Earnings before interest, tax, depreciation and amortisation rose 11 percent to $155.7 million and net operating profit was up 12 percent to $93 million, though chief executive Jon Macdonald warned that the pace of growth wouldn't be sustained this year as the company ramps up investment.
"The result itself was there or thereabouts, it's really more the outlook - the continuing need for TradeMe to invest - that has seen the reaction," Goodson said. "Particularly some of the Australian analysts who followed the stock had extremely aggressive expectations out there. Today has been a bit of a reality check on the investment TradeMe needs to make on the go-forward competition as things like Facebook starts to make a small impact into New Zealand, and if and when Amazon Prime gets offered into New Zealand it could have quite some impact as well. Trade Me will need to keep investing to protect its position."

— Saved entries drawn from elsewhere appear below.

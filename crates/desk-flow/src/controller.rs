//! # Step Controller
//!
//! `BookingWorkflow` owns the workflow state and is the only thing that
//! mutates it. Every user action is a method; forward moves go one step at
//! a time and only when the guard of the step being left holds.
//!
//! ```text
//! SelectRoom(1) ─▶ GuestDetails(2) ─▶ ConfirmBooking(3) ─▶ Payment(4) ─▶ CheckIn(5)
//!      ▲  room + range     booking created     authoritative        cash recorded /
//!      │                                       conversion           mobile confirmed
//!      └──────────────── back: one step at a time, data kept ──────────────┘
//! ```
//!
//! Steps 3 and 4 poll in the background. Poll results are applied only
//! through [`BookingWorkflow::next_update`] or
//! [`BookingWorkflow::drain_updates`], and only while the step that started
//! the poll is still active.

use crate::config::FlowConfig;
use crate::poll::{PollEvent, PollMessage, PollOutcome, PollPlan, PollSender, PollTask};
use crate::state::BookingWorkflowState;
use crate::steps::check_in;
use crate::steps::confirmation::conversion_settled;
use crate::steps::guest_details;
use crate::steps::{
    CashForm, ConfirmationView, ConversionStatus, GuestForm, MobilePaymentState, PayeeRule,
    PaymentBranch, PaymentView, RoomSearch, SearchCriteria,
};
use desk_core::{
    Booking, BookingDetails, BookingPatch, Collaborators, Conversion, ConversionSnapshot,
    DeskError, DeskResult, Hotel, Invoice, Money, PaymentInitiation, PaymentInitiationResult,
    RoomSummary, Step,
};
use serde::Serialize;
use tokio::sync::mpsc;
use tracing::{debug, error, info, warn};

Sky Network Television dropped a further 4.4 percent to $2.80. Selling began on Tuesday when it posted a 21 percent decline in annual profit to $116 million as content costs increased while revenue and subscriber numbers fell. The stock has dropped 12 percent since then.
"This is a market which is willing to pay very aggressive multiples for companies which can deliver on growth expectations, but conversely for companies perceived to be in decline, market reaction across Australasia has been savage," Goodson said. "Even though the result yesterday was fairly on the money, weaker subscriber numbers are weighing on that as people trace it forward."
Scales Corp dropped 4.4 percent after it said its first half profit fell 14 percent to $29 million after its apple orchards were hit by heavy rain and winds and needed more expensive care. Revenue was $216.7 million, up 3 percent on the year, while earnings before interest, tax, depreciation and amortisation dropped 11 percent to $48.4 million.
"Several of the analyst estimates have been too aggressive and will need to be pulled back slightly," Goodson said. "Scales have done remarkably well in what was a very difficult apple season, it's an interesting reaction because once you get through this year obviously next year's a new year."
A2 Milk Co gained 5.2 percent to $5.47, another record. Yesterday, the milk marketer announced it had tripled its annual profit to $90.6 million and would use some of its accumulated cash to buy back shares, and may pay a special dividend. Revenue rose 56 percent to $549.5 million, ahead of the $545 million it forecast in June, which was its second lift in sales guidance.
"It's remarkable, a number of analyst upgrades overnight although the share price is well and truly up there where people are valuing it," Goodson said. "It's a stock that had tremendous short interest in it, which was clearly the wrong call, so there's an awful lot of pain there from people covering and the price responding accordingly."
"They've done a fantastic job but there does remain utterly unforecastable regulatory risk, and when you're making something as fragile as infant formula there's always product risk. It's not riskless by any means but to date they've done an extraordinarily good job."
Among the other companies who reported today, Ebos Group gained 2.2 percent to $17.99, Vista Group International was unchanged at $5.50, Meridian Energy dipped 0.5 percent to $2.93, Vector dropped 1.2 percent to $3.42, New Zealand Refining gained 0.4 percent, CBL Corp rose 1.6 percent to $3.28.
Fletcher Building dropped 1.2 percent to $8.35. Retiring Meridian Energy chief executive Mark Binns has definitively ruled himself out of interest in either taking over the leadership of Fletcher Building or of becoming a director of the troubled construction company.
Other companies which held annual meetings today included Infratil, which gained 0.2 percent to $3.16, Fisher & Paykel Healthcare, which gained 0.3 percent to $11.68, and Pacific Edge, which rose 1 percent to 48.5 cents.
Outside the benchmark index, NZME dropped 9.5 percent to 86 cents. It increased first half trading earnings 1 percent as audience numbers ticked up but warned that headwinds remain and said completing the merger with Fairfax Media remains a priority.